Thursday, 29 July 2021

BOOK REVIEW: The Banana Road: It's Tenerife, But Not As We Know It.


TITLE: The Banana Road: It's Tenerife, But Not As You Know It
AUTHOR: Andrea Montgomery
PUBLISHED BY: Cranthorpe Millner

The dreams of many is to pack up and escape the 9 - 5 workaday drudge and leave behind the daily commute nightmare to start anew in a hot, sunny place for a different kind of life and new adventures.

Andrea (Andy) and Jack did just that. They decided to leave Manchester and their well-paid professions and family and friends to move to Tenerife in the Canary Islands hoping to enjoy fresh ventures and spend more valuable time with each other in a sunnier clime.

I could immediately relate to their rationale as I did the very same with my then husband and two children, aged three and a bit and ten months, when we relocated to Hong Kong in 1980. New adventures abroad were the stuff of dreams and we took the bull by the horns and decided to go for it. I remember the feeling of anticipation as we stepped off the plane in Kai Tak airport as the humidity hit us and we eagerly got into our waiting air-conditioned limousine to take us to our hotel.  My experience was slightly different to Andy and Jack’s as I hadn’t left behind a successful career as such, I’d done that once I was pregnant with my first son some years before.  And my then husband had accepted a new position with a company in Hong Kong but there were similarities, mainly, leaving family and friends. I can still remember seeing my mother standing alone at the window inside the lounge at Manchester airport, watching us climb the steps onto the plane (a little different to nowadays); she waited for I don’t know how long for everyone to board and get settled before the plane took off and stood waving us off as its engines revved and the plane roared up into the sky.  We were taking her two newest grandchildren, who she possibly wouldn’t be seeing for a year or more,to a far, distant place.  But we were focused on us and what our new life in a foreign place would hold for us. Neither of us spoke either Cantonese or Mandarin and we had never travelled so far; our furthest travels being to Spain and North Africa.  Little did we know how different it would be, but back to Andy and Jack…..

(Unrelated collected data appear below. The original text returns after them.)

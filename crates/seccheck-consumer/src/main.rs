//! # seccheck-server
//!
//! Reference consumer: listens for remote senders and prints every event
//! it receives, one line per event.

use std::path::PathBuf;

use anyhow::Context;
use clap::{Parser, ValueEnum};
use seccheck_common::config::ConsumerConfig;
use seccheck_common::constants::{BIN_NAME, DEFAULT_BACKLOG, DEFAULT_SOCKET_PATH};
use seccheck_consumer::Server;
use seccheck_consumer::output::default_dispatcher;
use tracing_subscriber::EnvFilter;

/// Receives checkpoint events streamed over a Unix socket.
#[derive(Parser, Debug)]
#[command(name = BIN_NAME, version, about, long_about = None)]
struct Cli {
    /// Path of the listening socket.
    #[arg(env = "SECCHECK_SOCKET", default_value = DEFAULT_SOCKET_PATH)]
    socket_path: PathBuf,

    /// Pending-connection backlog.
    #[arg(long, default_value_t = DEFAULT_BACKLOG)]
    backlog: i32,

    /// Log output format.
    #[arg(long, value_enum, default_value_t = LogFormat::Text)]
    log_format: LogFormat,
}

#[derive(Clone, Copy, Debug, PartialEq, Eq, ValueEnum)]
enum LogFormat {
    Text,
    Json,
}

#[allow(clippy::print_stdout)]
fn main() -> anyhow::Result<()> {
    let cli = Cli::parse();

    let subscriber = tracing_subscriber::fmt().with_env_filter(EnvFilter::from_default_env());
    match cli.log_format {
        LogFormat::Text => subscriber.init(),
        LogFormat::Json => subscriber.json().init(),
    }

    let config = ConsumerConfig {
        socket_path: cli.socket_path,
        backlog: cli.backlog,
        ..ConsumerConfig::default()
    };
    println!("Socket address {}", config.socket_path.display());

    let server = Server::bind(&config, default_dispatcher())
        .with_context(|| format!("cannot listen on {}", config.socket_path.display()))?;
    server.run().context("consumer stopped")
}
//! System-wide constants and default paths.

/// Socket path used by the consumer and the remote sender when none is given.
pub const DEFAULT_SOCKET_PATH: &str = "/tmp/123.sock";

/// Maximum size of a single wire frame, header included.
pub const MAX_EVENT_SIZE: usize = 300 * 1024;

/// Prefix of every envelope type URL; the remainder is the message's full name.
pub const TYPE_URL_PREFIX: &str = "type.googleapis.com/";

/// Default `listen(2)` backlog for the consumer socket.
pub const DEFAULT_BACKLOG: i32 = 5;

/// Number of readiness events fetched per `epoll_wait(2)` call.
pub const POLL_EVENTS: usize = 64;

/// Number of checkpoints that precede the per-syscall range.
pub const POINTS_BEFORE_SYSCALLS: usize = 4;

/// Number of syscall numbers covered by the enter/exit checkpoint range.
pub const SYSCALL_POINTS: usize = 512;

/// Binary name for the consumer CLI.
pub const BIN_NAME: &str = "seccheck-server";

Their memoir is an amusing recollection of witty incidents during their new life in Puerto de la Cruz, located in the north of Tenerife.  It reminded me of Gerald Durrell’s Corfu trilogy, relating his family’s move from dreary England to sun-drenched Corfu in the 1930s. Both relate how they meet unusual characters, albeit amusing and sometimes absolutely weird, along with the unusual episodes they encounter.

Their new house, La Rosaleda with peach and nectarine trees, in the middle of a banana plantation, in between a cat sanctuary and a glorified gold course, really a pitch and put with synthetic grass and nine holes, becomes home for them for the next thirteen years until they up-sticks again and relocate to Portugal.

It is an easy read of the life of two Brits as they reflect on their dream move to a new life in Tenerife which is both interesting and entertaining; an almost indispensable insight for those considering a move overseas and expecting it to be plain sailing!

Having a second home in the south of Tenerife myself, I had no trouble picturing the places mentioned and imagining the slightly unusual characters they meet, having had the joys of experiencing similar situations and people, I could thoroughly relate and smile whilst enjoying the plights of this pair of spirited adventurers. It is a captivating tale of their trials and challenges trying to earn a living in a foreign land. It is written with humour and emotion and at times hard to put down as there is an engrossing incident on nearly every page.

'The Banana Road' is an enjoyable memoir and I’ll look forward to hearing about what happened next in Portugal or wherever!